§ Exercise
Set the records down again in full, with every word kept.

- Opening Delimiter -

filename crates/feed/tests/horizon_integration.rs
use chrono::NaiveDate;
use horizon_core::common::{Symbol, Timeframe};
use horizon_core::config::ApiConfig;
use horizon_core::market::error::MarketError;
use horizon_core::market::port::{PriceHistoryProvider, TickerDirectory};
use horizon_feed::horizon::HorizonProvider;
use std::sync::{Arc, Mutex};
use tokio::io::{AsyncReadExt, AsyncWriteExt};
use tokio::net::TcpListener;

/// # Summary
/// 单次应答的本地 HTTP 桩服务。
///
/// # Logic
/// 1. 绑定随机端口。
/// 2. 接受一个连接，记录请求行，返回预设的状态码与响应体后关闭。
async fn stub_server(status: u16, body: &'static str) -> (String, Arc<Mutex<String>>) {
    let listener = TcpListener::bind("127.0.0.1:0").await.unwrap();
    let addr = listener.local_addr().unwrap();
    let request_line = Arc::new(Mutex::new(String::new()));
    let captured = request_line.clone();

    tokio::spawn(async move {
        let (mut socket, _) = listener.accept().await.unwrap();
        let mut buf = vec![0u8; 8192];
        let mut read = 0;
        loop {
            let n = socket.read(&mut buf[read..]).await.unwrap();
            read += n;
            if n == 0 || buf[..read].windows(4).any(|w| w == b"\r\n\r\n") {
                break;
            }
        }
        let text = String::from_utf8_lossy(&buf[..read]).to_string();
        *captured.lock().unwrap() = text.lines().next().unwrap_or_default().to_string();

        let response = format!(
            "HTTP/1.1 {} STUB\r\ncontent-type: application/json\r\ncontent-length: {}\r\nconnection: close\r\n\r\n{}",
            status,
            body.len(),
            body
        );
        socket.write_all(response.as_bytes()).await.unwrap();
        socket.shutdown().await.ok();
    });

    (format!("http://{}", addr), request_line)
}

fn provider(base_url: String) -> HorizonProvider {
    let config = ApiConfig {
        base_url,
        ..ApiConfig::default()
    };
    HorizonProvider::new(&config).unwrap()
}

/// # Summary
/// 验证聚合接口的请求参数与信封解析。
#[tokio::test]
async fn test_fetch_aggregates_builds_query_and_parses() -> anyhow::Result<()> {
    let (base, request_line) = stub_server(
        200,
        r#"{"data":{"results":[{"timestamp":1700000000000,"close":100},{"timestamp":1700086400000,"close":102}]}}"#,
    )
    .await;

    let today = NaiveDate::from_ymd_opt(2024, 6, 30).unwrap();
    let range = Timeframe::SixMonths.range_ending(today);
    let points = provider(base)
        .fetch_aggregates(&Symbol::new("aapl"), range, 730)
        .await?;

    assert_eq!(points.len(), 2);
    assert_eq!(points[1].close, 102.0);

    let line = request_line.lock().unwrap().clone();
    assert!(line.starts_with("GET /stocks/aggregates/AAPL?"), "{}", line);
    assert!(line.contains("multiplier=1"));
    assert!(line.contains("timespan=day"));
    assert!(line.contains("from=2024-01-02"));
    assert!(line.contains("to=2024-06-30"));
    assert!(line.contains("limit=730"));
    Ok(())
}

#[tokio::test]
async fn test_http_error_maps_to_api_error() {
    let (base, _) = stub_server(404, r#"{"message":"Ticker not found"}"#).await;
    let today = NaiveDate::from_ymd_opt(2024, 6, 30).unwrap();

    let result = provider(base)
        .fetch_aggregates(&Symbol::new("NOPE"), Timeframe::OneMonth.range_ending(today), 730)
        .await;

    match result {
        Err(MarketError::Api(msg)) => assert_eq!(msg, "Ticker not found"),
        other => panic!("unexpected result: {:?}", other),
    }
}

#[tokio::test]
async fn test_invalid_json_maps_to_malformed() {
    let (base, _) = stub_server(200, "<html>oops</html>").await;
    let today = NaiveDate::from_ymd_opt(2024, 6, 30).unwrap();

    let result = provider(base)
        .fetch_aggregates(&Symbol::new("AAPL"), Timeframe::OneMonth.range_ending(today), 730)
        .await;

    assert!(matches!(result, Err(MarketError::Malformed(_))));
}

#[tokio::test]
async fn test_unreachable_host_maps_to_network_error() {
    // 先绑定再释放端口，确保连接被拒绝
    let listener = TcpListener::bind("127.0.0.1:0").await.unwrap();
    let addr = listener.local_addr().unwrap();
    drop(listener);

    let today = NaiveDate::from_ymd_opt(2024, 6, 30).unwrap();
    let result = provider(format!("http://{}", addr))
        .fetch_aggregates(&Symbol::new("AAPL"), Timeframe::OneMonth.range_ending(today), 730)
        .await;

    assert!(matches!(result, Err(MarketError::Network(_))));
}

#[tokio::test]
async fn test_search_request() -> anyhow::Result<()> {
    let (base, request_line) = stub_server(
        200,
        r#"{"results":[{"ticker":"MSFT","name":"Microsoft Corp","primary_exchange":"XNAS"}]}"#,
    )
    .await;

    let matches = provider(base).search("micro", 5).await?;
    assert_eq!(matches.len(), 1);
    assert_eq!(matches[0].ticker, Symbol::new("MSFT"));

    let line = request_line.lock().unwrap().clone();
    assert!(line.starts_with("GET /stocks/search?search=micro&active=true&market=stocks&limit=5"));
    Ok(())
}

#[tokio::test]
async fn test_overview_unwraps_data() -> anyhow::Result<()> {
    let (base, _) = stub_server(
        200,
        r#"{"data":{"ticker":"AAPL","name":"Apple Inc.","type":"CS","market_cap":3.0e12,"branding":{}}}"#,
    )
    .await;

    let overview = provider(base).overview(&Symbol::new("AAPL")).await?;
    assert_eq!(overview.name.as_deref(), Some("Apple Inc."));
    assert!(overview.is_common_stock());
    Ok(())
}
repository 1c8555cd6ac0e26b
pub mod error;
pub mod port;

- Closing Delimiter -

§ Task response
filename crates/feed/tests/horizon_integration.rs
use chrono::NaiveDate;
use horizon_core::common::{Symbol, Timeframe};
use horizon_core::config::ApiConfig;
use horizon_core::market::error::MarketError;
use horizon_core::market::port::{PriceHistoryProvider, TickerDirectory};
use horizon_feed::horizon::HorizonProvider;
use std::sync::{Arc, Mutex};
use tokio::io::{AsyncReadExt, AsyncWriteExt};
use tokio::net::TcpListener;

/// # Summary
/// 单次应答的本地 HTTP 桩服务。
///
/// # Logic
/// 1. 绑定随机端口。
/// 2. 接受一个连接，记录请求行，返回预设的状态码与响应体后关闭。
async fn stub_server(status: u16, body: &'static str) -> (String, Arc<Mutex<String>>) {
    let listener = TcpListener::bind("127.0.0.1:0").await.unwrap();
    let addr = listener.local_addr().unwrap();
    let request_line = Arc::new(Mutex::new(String::new()));
    let captured = request_line.clone();

    tokio::spawn(async move {
        let (mut socket, _) = listener.accept().await.unwrap();
        let mut buf = vec![0u8; 8192];
        let mut read = 0;
        loop {
            let n = socket.read(&mut buf[read..]).await.unwrap();
            read += n;
            if n == 0 || buf[..read].windows(4).any(|w| w == b"\r\n\r\n") {
                break;
            }
        }
        let text = String::from_utf8_lossy(&buf[..read]).to_string();
        *captured.lock().unwrap() = text.lines().next().unwrap_or_default().to_string();

        let response = format!(
            "HTTP/1.1 {} STUB\r\ncontent-type: application/json\r\ncontent-length: {}\r\nconnection: close\r\n\r\n{}",
            status,
            body.len(),
            body
        );
        socket.write_all(response.as_bytes()).await.unwrap();
        socket.shutdown().await.ok();
    });

    (format!("http://{}", addr), request_line)
}

fn provider(base_url: String) -> HorizonProvider {
    let config = ApiConfig {
        base_url,
        ..ApiConfig::default()
    };
    HorizonProvider::new(&config).unwrap()
}

/// # Summary
/// 验证聚合接口的请求参数与信封解析。
#[tokio::test]
async fn test_fetch_aggregates_builds_query_and_parses() -> anyhow::Result<()> {
    let (base, request_line) = stub_server(
        200,
        r#"{"data":{"results":[{"timestamp":1700000000000,"close":100},{"timestamp":1700086400000,"close":102}]}}"#,
    )
    .await;

    let today = NaiveDate::from_ymd_opt(2024, 6, 30).unwrap();
    let range = Timeframe::SixMonths.range_ending(today);
    let points = provider(base)
        .fetch_aggregates(&Symbol::new("aapl"), range, 730)
        .await?;

    assert_eq!(points.len(), 2);
    assert_eq!(points[1].close, 102.0);

    let line = request_line.lock().unwrap().clone();
    assert!(line.starts_with("GET /stocks/aggregates/AAPL?"), "{}", line);
    assert!(line.contains("multiplier=1"));
    assert!(line.contains("timespan=day"));
    assert!(line.contains("from=2024-01-02"));
    assert!(line.contains("to=2024-06-30"));
    assert!(line.contains("limit=730"));
    Ok(())
}

#[tokio::test]
async fn test_http_error_maps_to_api_error() {
    let (base, _) = stub_server(404, r#"{"message":"Ticker not found"}"#).await;
    let today = NaiveDate::from_ymd_opt(2024, 6, 30).unwrap();

    let result = provider(base)
        .fetch_aggregates(&Symbol::new("NOPE"), Timeframe::OneMonth.range_ending(today), 730)
        .await;

    match result {
        Err(MarketError::Api(msg)) => assert_eq!(msg, "Ticker not found"),
        other => panic!("unexpected result: {:?}", other),
    }
}

#[tokio::test]
async fn test_invalid_json_maps_to_malformed() {
    let (base, _) = stub_server(200, "<html>oops</html>").await;
    let today = NaiveDate::from_ymd_opt(2024, 6, 30).unwrap();

    let result = provider(base)
        .fetch_aggregates(&Symbol::new("AAPL"), Timeframe::OneMonth.range_ending(today), 730)
        .await;

    assert!(matches!(result, Err(MarketError::Malformed(_))));
}

#[tokio::test]
async fn test_unreachable_host_maps_to_network_error() {
    // 先绑定再释放端口，确保连接被拒绝
    let listener = TcpListener::bind("127.0.0.1:0").await.unwrap();
    let addr = listener.local_addr().unwrap();
    drop(listener);

    let today = NaiveDate::from_ymd_opt(2024, 6, 30).unwrap();
    let result = provider(format!("http://{}", addr))
        .fetch_aggregates(&Symbol::new("AAPL"), Timeframe::OneMonth.range_ending(today), 730)
        .await;

    assert!(matches!(result, Err(MarketError::Network(_))));
}

#[tokio::test]
async fn test_search_request() -> anyhow::Result<()> {
    let (base, request_line) = stub_server(
        200,
        r#"{"results":[{"ticker":"MSFT","name":"Microsoft Corp","primary_exchange":"XNAS"}]}"#,
    )
    .await;

    let matches = provider(base).search("micro", 5).await?;
    assert_eq!(matches.len(), 1);
    assert_eq!(matches[0].ticker, Symbol::new("MSFT"));

    let line = request_line.lock().unwrap().clone();
    assert!(line.starts_with("GET /stocks/search?search=micro&active=true&market=stocks&limit=5"));
    Ok(())
}

#[tokio::test]
async fn test_overview_unwraps_data() -> anyhow::Result<()> {
    let (base, _) = stub_server(
        200,
        r#"{"data":{"ticker":"AAPL","name":"Apple Inc.","type":"CS","market_cap":3.0e12,"branding":{}}}"#,
    )
    .await;

    let overview = provider(base).overview(&Symbol::new("AAPL")).await?;
    assert_eq!(overview.name.as_deref(), Some("Apple Inc."));
    assert!(overview.is_common_stock());
    Ok(())
}
repository 1c8555cd6ac0e26b
pub mod error;
pub mod port;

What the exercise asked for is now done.